Rex Lord’s wife was, like some in BBC soaps, never seen, although he was happily married with a daughter and a son who, like his father, was a fine cricketer. David Lord bowled me first ball in the old boys’ match, a potential disaster for the school team since I was supposed to be its star, but Rex was equal to the situation, uttering a stentorian ‘No Ball’ the instant after my stumps had been shattered.
The third spouse, Valerie Keeling, would do her best to smooth out her husband’s rough edges whenever she, too, invited one to sit at her table. H
er staple question was always: ‘Are your people coming down this weekend?’ When they did it made Saturday even more emphatically the best day of the week. An outing with the parents or not, Saturday meant a free afternoon and evening and a strictly rationed hand-out of sweets after morning lessons. Even now the first day of the weekend seems special to me.
Halfway through my five years a Miss McLean arrived from Scotland to teach Maths. Her stock expression when trying to drum something into me was ‘Has the penny dropped?’. Foolishly I always said yes to please her, but it seldom had. Exam results told the truth: Maths hopeless, Languages mediocre, History and English good. How early the die is cast!
Perhaps the most important source of a basic education was my first female teacher at St. Bede’s, the delightful round-figured Miss Barnard, who had also taught my father. A motherly but firm old dear who used to take the first form, she had a face like an owl’s and taught me many things by heart that have proved useful since, such as French pronunciation, tables up to twelve, major dates of British history and the invaluable thirty days hath September, April, June and November; all the rest have 31 except for February alone, which has but 28 days clear and 29 in each leap year.

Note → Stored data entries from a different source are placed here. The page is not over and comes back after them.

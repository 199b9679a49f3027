//! `ParameterValue` type with custom serialization.
//!
//! Parameter values deserialize from plain JSON: `null`, booleans, numbers,
//! strings, arrays and objects map onto the obvious variants. Dates and
//! timestamps have no JSON form of their own, so they use single-key tagged
//! objects: `{"$date": "2024-01-31"}` and
//! `{"$timestamp": "2024-01-31T10:00:00"}`.

use std::collections::BTreeMap;
use std::fmt;

use chrono::{NaiveDate, NaiveDateTime};
use serde::de::{self, MapAccess, SeqAccess, Visitor};
use serde::ser::SerializeMap;
use serde::{Deserialize, Deserializer, Serialize, Serializer};

/// Format used for `$date` tagged values.
pub const DATE_FORMAT: &str = "%Y-%m-%d";

/// Format used for `$timestamp` tagged values.
pub const TIMESTAMP_FORMAT: &str = "%Y-%m-%dT%H:%M:%S%.f";

/// A value inside a parameter object graph.
#[derive(Debug, Clone, PartialEq, Default)]
pub enum ParameterValue {
    /// Absent or explicitly null.
    #[default]
    Null,
    /// Boolean value.
    Bool(bool),
    /// Integral number.
    Integer(i64),
    /// Fractional number.
    Decimal(f64),
    /// String value.
    String(String),
    /// Calendar date.
    Date(NaiveDate),
    /// Date and time without zone.
    Timestamp(NaiveDateTime),
    /// Ordered list, expanded by in-clause and loop directives.
    List(Vec<ParameterValue>),
    /// Nested object addressed by dotted paths.
    Object(BTreeMap<String, ParameterValue>),
}

impl ParameterValue {
    /// Returns `true` if this is the null value.
    #[must_use]
    pub fn is_null(&self) -> bool {
        matches!(self, Self::Null)
    }

    /// Returns `true` if this is a list value.
    #[must_use]
    pub fn is_list(&self) -> bool {
        matches!(self, Self::List(_))
    }

    /// Returns `true` for integral and fractional numbers.
    #[must_use]
    pub fn is_numeric(&self) -> bool {
        matches!(self, Self::Integer(_) | Self::Decimal(_))
    }

    /// Returns the string if this is a `String` variant.
    #[must_use]
    pub fn as_str(&self) -> Option<&str> {
        match self {
            Self::String(s) => Some(s),
            _ => None,
        }
    }

    /// Returns the boolean if this is a `Bool` variant.
    #[must_use]
    pub fn as_bool(&self) -> Option<bool> {
        match self {
            Self::Bool(b) => Some(*b),
            _ => None,
        }
    }

    /// Returns the list if this is a `List` variant.
    #[must_use]
    pub fn as_list(&self) -> Option<&[ParameterValue]> {
        match self {
            Self::List(l) => Some(l),
            _ => None,
        }
    }

    /// Returns the properties if this is an `Object` variant.
    #[must_use]
    pub fn as_object(&self) -> Option<&BTreeMap<String, ParameterValue>> {
        match self {
            Self::Object(m) => Some(m),
            _ => None,
        }
    }

    /// Numeric view used by comparisons; integers widen to `f64`.
    #[must_use]
    #[allow(clippy::cast_precision_loss)]
    pub fn as_f64(&self) -> Option<f64> {
        match self {
            Self::Integer(n) => Some(*n as f64),
            Self::Decimal(n) => Some(*n),
            _ => None,
        }
    }

    /// Short type name used in diagnostics (e.g. "String", "List").
    #[must_use]
    pub fn type_name(&self) -> &'static str {
        match self {
            Self::Null => "Null",
            Self::Bool(_) => "Boolean",
            Self::Integer(_) => "Integer",
            Self::Decimal(_) => "Decimal",
            Self::String(_) => "String",
            Self::Date(_) => "Date",
            Self::Timestamp(_) => "Timestamp",
            Self::List(_) => "List",
            Self::Object(_) => "Object",
        }
    }

    /// Look up a direct property of an object value.
    #[must_use]
    pub fn property(&self, name: &str) -> Option<&ParameterValue> {
        self.as_object()?.get(name)
    }
}

impl fmt::Display for ParameterValue {
    fn fmt(&self, f: &mut fmt::Formatter<'_>) -> fmt::Result {
        match self {
            Self::Null => f.write_str("null"),
            Self::Bool(b) => write!(f, "{b}"),
            Self::Integer(n) => write!(f, "{n}"),
            Self::Decimal(n) => write!(f, "{n}"),
            Self::String(s) => f.write_str(s),
            Self::Date(d) => write!(f, "{}", d.format(DATE_FORMAT)),
            Self::Timestamp(t) => write!(f, "{}", t.format("%Y-%m-%d %H:%M:%S%.3f")),
            Self::List(l) => write!(f, "[{} items]", l.len()),
            Self::Object(m) => write!(f, "{{{} keys}}", m.len()),
        }
    }
}

impl From<bool> for ParameterValue {
    fn from(v: bool) -> Self {
        Self::Bool(v)
    }
}

impl From<i32> for ParameterValue {
    fn from(v: i32) -> Self {
        Self::Integer(i64::from(v))
    }
}

impl From<i64> for ParameterValue {
    fn from(v: i64) -> Self {
        Self::Integer(v)
    }
}

impl From<f64> for ParameterValue {
    fn from(v: f64) -> Self {
        Self::Decimal(v)
    }
}

impl From<&str> for ParameterValue {
    fn from(v: &str) -> Self {
        Self::String(v.to_owned())
    }
}

impl From<String> for ParameterValue {
    fn from(v: String) -> Self {
        Self::String(v)
    }
}

impl From<NaiveDate> for ParameterValue {
    fn from(v: NaiveDate) -> Self {
        Self::Date(v)
    }
}

impl From<NaiveDateTime> for ParameterValue {
    fn from(v: NaiveDateTime) -> Self {
        Self::Timestamp(v)
    }
}

impl<T: Into<ParameterValue>> From<Vec<T>> for ParameterValue {
    fn from(v: Vec<T>) -> Self {
        Self::List(v.into_iter().map(Into::into).collect())
    }
}

impl<T: Into<ParameterValue>> From<Option<T>> for ParameterValue {
    fn from(v: Option<T>) -> Self {
        v.map_or(Self::Null, Into::into)
    }
}

impl Serialize for ParameterValue {
    fn serialize<S: Serializer>(&self, serializer: S) -> Result<S::Ok, S::Error> {
        match self {
            Self::Null => serializer.serialize_unit(),
            Self::Bool(b) => serializer.serialize_bool(*b),
            Self::Integer(n) => serializer.serialize_i64(*n),
            Self::Decimal(n) => serializer.serialize_f64(*n),
            Self::String(s) => serializer.serialize_str(s),
            Self::Date(d) => {
                let mut map = serializer.serialize_map(Some(1))?;
                map.serialize_entry("$date", &d.format(DATE_FORMAT).to_string())?;
                map.end()
            }
            Self::Timestamp(t) => {
                let mut map = serializer.serialize_map(Some(1))?;
                map.serialize_entry("$timestamp", &t.format(TIMESTAMP_FORMAT).to_string())?;
                map.end()
            }
            Self::List(list) => list.serialize(serializer),
            Self::Object(m) => m.serialize(serializer),
        }
    }
}

impl<'de> Deserialize<'de> for ParameterValue {
    fn deserialize<D: Deserializer<'de>>(deserializer: D) -> Result<Self, D::Error> {
        deserializer.deserialize_any(ParameterValueVisitor)
    }
}

struct ParameterValueVisitor;

impl<'de> Visitor<'de> for ParameterValueVisitor {
    type Value = ParameterValue;

    fn expecting(&self, formatter: &mut fmt::Formatter<'_>) -> fmt::Result {
        formatter.write_str("a JSON value or a {\"$date\"|\"$timestamp\": string} object")
    }

    fn visit_unit<E: de::Error>(self) -> Result<Self::Value, E> {
        Ok(ParameterValue::Null)
    }

    fn visit_none<E: de::Error>(self) -> Result<Self::Value, E> {
        Ok(ParameterValue::Null)
    }

    fn visit_some<D: Deserializer<'de>>(self, deserializer: D) -> Result<Self::Value, D::Error> {
        deserializer.deserialize_any(self)
    }

    fn visit_bool<E: de::Error>(self, v: bool) -> Result<Self::Value, E> {
        Ok(ParameterValue::Bool(v))
    }

    fn visit_i64<E: de::Error>(self, v: i64) -> Result<Self::Value, E> {
        Ok(ParameterValue::Integer(v))
    }

    fn visit_u64<E: de::Error>(self, v: u64) -> Result<Self::Value, E> {
        i64::try_from(v)
            .map(ParameterValue::Integer)
            .map_err(|_| de::Error::custom(format!("integer {v} does not fit in i64")))
    }

    fn visit_f64<E: de::Error>(self, v: f64) -> Result<Self::Value, E> {
        Ok(ParameterValue::Decimal(v))
    }

    fn visit_str<E: de::Error>(self, v: &str) -> Result<Self::Value, E> {
        Ok(ParameterValue::String(v.to_owned()))
    }

    fn visit_string<E: de::Error>(self, v: String) -> Result<Self::Value, E> {
        Ok(ParameterValue::String(v))
    }

    fn visit_seq<A: SeqAccess<'de>>(self, mut seq: A) -> Result<Self::Value, A::Error> {
        let mut list = Vec::with_capacity(seq.size_hint().unwrap_or(0));
        while let Some(item) = seq.next_element()? {
            list.push(item);
        }
        Ok(ParameterValue::List(list))
    }

    fn visit_map<M: MapAccess<'de>>(self, mut map: M) -> Result<Self::Value, M::Error> {
        let mut object = BTreeMap::new();
        while let Some(key) = map.next_key::<String>()? {
            match key.as_str() {
                "$date" if object.is_empty() => {
                    let raw: String = map.next_value()?;
                    let date =
                        NaiveDate::parse_from_str(&raw, DATE_FORMAT).map_err(de::Error::custom)?;
                    return Ok(ParameterValue::Date(date));
                }
                "$timestamp" if object.is_empty() => {
                    let raw: String = map.next_value()?;
                    let ts = NaiveDateTime::parse_from_str(&raw, TIMESTAMP_FORMAT)
                        .map_err(de::Error::custom)?;
                    return Ok(ParameterValue::Timestamp(ts));
                }
                _ => {
                    let value: ParameterValue = map.next_value()?;
                    object.insert(key, value);
                }
            }
        }
        Ok(ParameterValue::Object(object))
    }
}

#[cfg(test)]
mod tests {
    use super::*;

    #[test]
    fn test_should_deserialize_plain_json() {
        let val: ParameterValue =
            serde_json::from_str(r#"{"id": 3, "name": "foo", "tags": ["a", "b"], "x": null}"#)
                .unwrap();
        let obj = val.as_object().unwrap();
        assert_eq!(obj.get("id"), Some(&ParameterValue::Integer(3)));
        assert_eq!(obj.get("name"), Some(&ParameterValue::String("foo".to_owned())));
        assert!(obj.get("tags").unwrap().is_list());
        assert!(obj.get("x").unwrap().is_null());
    }

    #[test]
    fn test_should_deserialize_tagged_date() {
        let val: ParameterValue = serde_json::from_str(r#"{"$date": "2024-01-31"}"#).unwrap();
        assert_eq!(
            val,
            ParameterValue::Date(NaiveDate::from_ymd_opt(2024, 1, 31).unwrap())
        );
    }

    #[test]
    fn test_should_deserialize_tagged_timestamp() {
        let val: ParameterValue =
            serde_json::from_str(r#"{"$timestamp": "2024-01-31T10:20:30"}"#).unwrap();
        assert!(matches!(val, ParameterValue::Timestamp(_)));
    }

    #[test]
    fn test_should_reject_malformed_date() {
        let result: Result<ParameterValue, _> = serde_json::from_str(r#"{"$date": "31/01/2024"}"#);
        assert!(result.is_err());
    }

    #[test]
    fn test_should_serialize_date_as_tagged_object() {
        let val = ParameterValue::Date(NaiveDate::from_ymd_opt(2024, 1, 31).unwrap());
        assert_eq!(serde_json::to_string(&val).unwrap(), r#"{"$date":"2024-01-31"}"#);
    }

    #[test]
    fn test_should_convert_option_none_to_null() {
        let val: ParameterValue = Option::<i64>::None.into();
        assert!(val.is_null());
        let val: ParameterValue = Some(5_i64).into();
        assert_eq!(val, ParameterValue::Integer(5));
    }

    #[test]
    fn test_should_report_type_names() {
        assert_eq!(ParameterValue::from("x").type_name(), "String");
        assert_eq!(ParameterValue::from(vec![1, 2]).type_name(), "List");
        assert_eq!(ParameterValue::Null.type_name(), "Null");
    }
}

As at all independent schools in those days, religion played a big part in the daily curriculum, let alone on Sundays. St. Bede’s had a small, simple and very intimate chapel with an organ and a stained-glass east window, extending from the main form room. We had a short service every morning, with hymns. I was soon in the choir, able to sing in tune if never very beautifully. ‘Away in a Manger’ remained my only solo performance, other than in many a bath and shower, but carol services at the nearby All Saints Church were an annual highlight.